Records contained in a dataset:
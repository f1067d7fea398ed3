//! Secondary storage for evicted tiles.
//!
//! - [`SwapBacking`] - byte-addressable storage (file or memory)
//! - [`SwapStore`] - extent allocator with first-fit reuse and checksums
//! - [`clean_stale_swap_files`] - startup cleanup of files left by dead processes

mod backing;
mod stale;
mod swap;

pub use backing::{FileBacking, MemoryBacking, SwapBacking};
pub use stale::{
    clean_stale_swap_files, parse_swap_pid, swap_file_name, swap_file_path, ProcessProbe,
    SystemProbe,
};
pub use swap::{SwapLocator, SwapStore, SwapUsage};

■ Your assignment:
Identify each line in the records above that contains the word "SwapStore", and copy it out in full.

■ Exercise output:
//! - [`SwapStore`] - extent allocator with first-fit reuse and checksums
pub use swap::{SwapLocator, SwapStore, SwapUsage};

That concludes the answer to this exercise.